Practice Economics
Avoid "C" Corporation Tax Trouble
Part 2: Start by documenting all shareholder-physician tasks.
BY MARK E. KROPIEWNICKI, J.D., LL.M.
In Part 1 of this series of three articles, I discussed the Pediatric Surgical Associates, P.C. vs. Commissioner of Internal Revenue case. It dealt with the problems a professional corporation (PC), a "C" corporation for federal income tax purposes, might have in being able to legally deduct the full amount of the salaries and bonuses it pays its shareholders. This month, I'll suggest ways to stay out of trouble with the IRS.
THE ISSUE IS PROFITS
What this issue really comes down to is whether all the money paid to a PC's shareholder-physicians is legitimate compensation purely for the personal services the shareholder-physicians rendered, or whether some of it is a disguised distribution of corporate profit that should be subject to additional federal tax. As the Tax Court said, this is a factual question to be decided on the basis of the particular facts and circumstances of each case.
It appears that the PC in the tax case could have done more to document the significant services rendered by its shareholder-physicians. Better documentation could have justified their bonus compensation. The practice could also have taken a more businesslike approach to bonuses and year-end planning. Don't make the same mistakes with your PC.
TAKE THESE PRECAUTIONS
First, you need to document all the work that the shareholders do to assist the nonshareholder employees. The shareholders are all active to some extent in training and supervising the associates. Nurturing, mentoring and developing associates are crucial to making them effective, but can reduce a shareholder's actual personal income production.
Second, don't forget all of the management services that shareholders render in running the business of the practice and supervising its managers and administrators. The shareholders generally share responsibilities for running the practice to some extent. These activities go far beyond each physician's own production. Physician-shareholders assist in staff recruitment, compliance activities and personnel reviews. They are also likely to be closely involved in planning, negotiating with HMOs and supervising various personnel. These are all services worthy of compensation.

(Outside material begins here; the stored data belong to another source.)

use std::collections::BTreeMap;
use std::process::{Command, Stdio};

use log::{debug, info, warn};
use mdscript::language::LanguageTable;
use mdscript::tree::{CodeBlock, CommandTree, NodeId};

use crate::environment::inherited_env;
use crate::error::RunError;

/// A fully resolved interpreter call for one code block.
#[derive(Debug, Clone, PartialEq)]
pub struct Invocation {
    pub program: String,
    pub args: Vec<String>,
    /// Variables set on top of the inherited process environment.
    pub env: BTreeMap<String, String>,
}

impl Invocation {
    /// Build the process with inherited stdio so interactive scripts keep
    /// their terminal.
    pub fn command(&self) -> Command {
        let mut command = Command::new(&self.program);
        command
            .args(&self.args)
            .envs(&self.env)
            .stdin(Stdio::inherit())
            .stdout(Stdio::inherit())
            .stderr(Stdio::inherit());
        command
    }

    /// Spawn the interpreter and wait for it.
    ///
    /// # Errors
    ///
    /// Returns `RunError::Spawn` if the process could not be started, and
    /// `RunError::ExitStatus` or `RunError::Terminated` if it did not succeed.
    pub fn run(&self) -> Result<(), RunError> {
        let status = self.command().status().map_err(|source| RunError::Spawn {
            program: self.program.clone(),
            source,
        })?;

        if status.success() {
            return Ok(());
        }
        match status.code() {
            Some(code) => Err(RunError::ExitStatus {
                program: self.program.clone(),
                code,
            }),
            None => Err(RunError::Terminated {
                program: self.program.clone(),
            }),
        }
    }
}

/// Runs the code blocks of a heading with the environment it inherits.
pub struct Executor<'a> {
    tree: &'a CommandTree,
    languages: &'a LanguageTable,
    /// Variables set for every block, below anything the document defines.
    base_env: BTreeMap<String, String>,
}

impl<'a> Executor<'a> {
    pub fn new(tree: &'a CommandTree, languages: &'a LanguageTable) -> Self {
        Executor {
            tree,
            languages,
            base_env: BTreeMap::new(),
        }
    }

    pub fn with_env(mut self, key: impl Into<String>, value: impl Into<String>) -> Self {
        self.base_env.insert(key.into(), value.into());
        self
    }

    /// Case-insensitive heading lookup.
    pub fn resolve(&self, heading: &str) -> Result<NodeId, RunError> {
        self.tree
            .find(heading)
            .ok_or_else(|| RunError::HeadingNotFound(heading.to_string()))
    }

    /// Work out how `block` under `id` would be run, without running it.
    ///
    /// # Errors
    ///
    /// Returns `RunError::UnsupportedLanguage` if no interpreter handles the
    /// block's language.
    pub fn plan(
        &self,
        id: NodeId,
        block: &CodeBlock,
        trailing: &[String],
    ) -> Result<Invocation, RunError> {
        let interpreter =
            self.languages
                .get(&block.language)
                .ok_or_else(|| RunError::UnsupportedLanguage {
                    language: block.language.clone(),
                    span: block.span.clone(),
                })?;

        let mut env = self.base_env.clone();
        env.extend(inherited_env(self.tree, id));

        Ok(Invocation {
            program: interpreter.program.clone(),
            args: interpreter.render(block.code(), trailing),
            env,
        })
    }

    /// Run every code block under `id` in document order, stopping at the
    /// first one that fails.
    pub fn execute(&self, id: NodeId, trailing: &[String]) -> Result<(), RunError> {
        let node = &self.tree[id];
        if node.code_blocks.is_empty() {
            warn!("`{}` has no code blocks to run", node.heading);
            return Ok(());
        }

        let total = node.code_blocks.len();
        for (index, block) in node.code_blocks.iter().enumerate() {
            let invocation = self.plan(id, block, trailing)?;
            info!(
                "Running code block {}/{} of `{}` with {}",
                index + 1,
                total,
                node.heading,
                invocation.program
            );
            debug!("Arguments: {:?}", invocation.args);
            invocation.run()?;
        }
        Ok(())
    }
}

Third, you should include references to all of those shareholder services in your corporate minutes every time your PC pays additional compensation to its shareholders, whether the payments represent interim or year-end bonuses. The more documentation you have, the better.
ASSESS YOUR COMPENSATION PLAN
You also should make sure the compensation payments to your PC's shareholder-physicians are meant to compensate them for all of the personal services they render. PCs can generate other profit that the IRS might consider as nondeductible disguised dividends instead of deductible shareholder-physician compensation.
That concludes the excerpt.